A subscription to the Historical Novels Review in printed format is included with society membership, along with online access to all its content. The HNS publishes additional features, interviews, and guides on its website, which are open to both members and non-members. The society also curates Historical Fiction Daily: A Web Magazine, which focuses and archives "the fascinating history and historical fiction stories that appear in the world's newspapers and blogs".

==Awards==
In order to support writers of new historical fiction, the HNS offers two literary awards:

- New Novel Award. This award, which carries a prize of £2,000, is open to prospective authors of any nationality for a previously unpublished work of historical fiction.
- Short Story Award.

The awards are judged by eminent authors (e.g., Dame Hilary Mantel and Elizabeth Chadwick) and top industry professionals (e.g., the late Carole Blake, agent to Barbara Erskine, and Juliet Mushens agent to Jessie Burton). Past award winners who have gone on to publication include Michel Faber, Hilary Green, and Ruth Downie.

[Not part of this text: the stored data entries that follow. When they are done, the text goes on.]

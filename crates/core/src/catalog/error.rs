use thiserror::Error;

/// Errors raised when validating catalog records before they are written.
#[derive(Debug, Error, Clone, PartialEq, Eq)]
pub enum CatalogError {
    #[error("Course id cannot be empty")]
    EmptyCourseId,
    #[error("Course name cannot be empty")]
    EmptyCourseName,
    #[error("Course name too long (max 200 characters)")]
    CourseNameTooLong,
    #[error("Course code cannot be empty")]
    EmptyCourseCode,
    #[error("Term end must be on or after term start")]
    InvalidTerm,
    #[error("Coursework title cannot be empty")]
    EmptyTitle,
    #[error("Coursework title too long (max 200 characters)")]
    TitleTooLong,
    #[error("Coursework date is required")]
    MissingDate,
    #[error("Invalid date: {0}")]
    InvalidDate(String),
    #[error("Invalid time: {0}")]
    InvalidTime(String),
    #[error("End time must be after start time")]
    InvalidTimeRange,
}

Anne Aylor won the Short Story Award in 2014 for "The House of Wild Beasts"; this and other winning and shortlisted stories were published in 2017 in the anthology Distant Echoes. Recent New Novel award winners include Martin Sutton for his novel, Lost Paradise, which subsequently received the Winston Graham Prize and Kelleigh Greenberg-Jephcott, who was offered a six-figure deal for publication of her work, Swan Song.

==Conferences==
The HNS offers biennial conferences in the United Kingdom, the United States, and Australasia. These conferences feature networking opportunities, agent pitch sessions, writing workshops, editor sessions, programs for readers, panel presentations, and more. Past HNS conference presenters include prize-winning and best-selling authors Geraldine Brooks, Tracy Chevalier, Bernard Cornwell, Stephanie Dray, David Ebershoff, Kate Forsyth, Diana Gabaldon, Margaret George, C.W. Gortner, Phillip Margolin, Sharon Kay Penman, Anne Perry, Candace Robb, Harry Turtledove, and Susan Vreeland.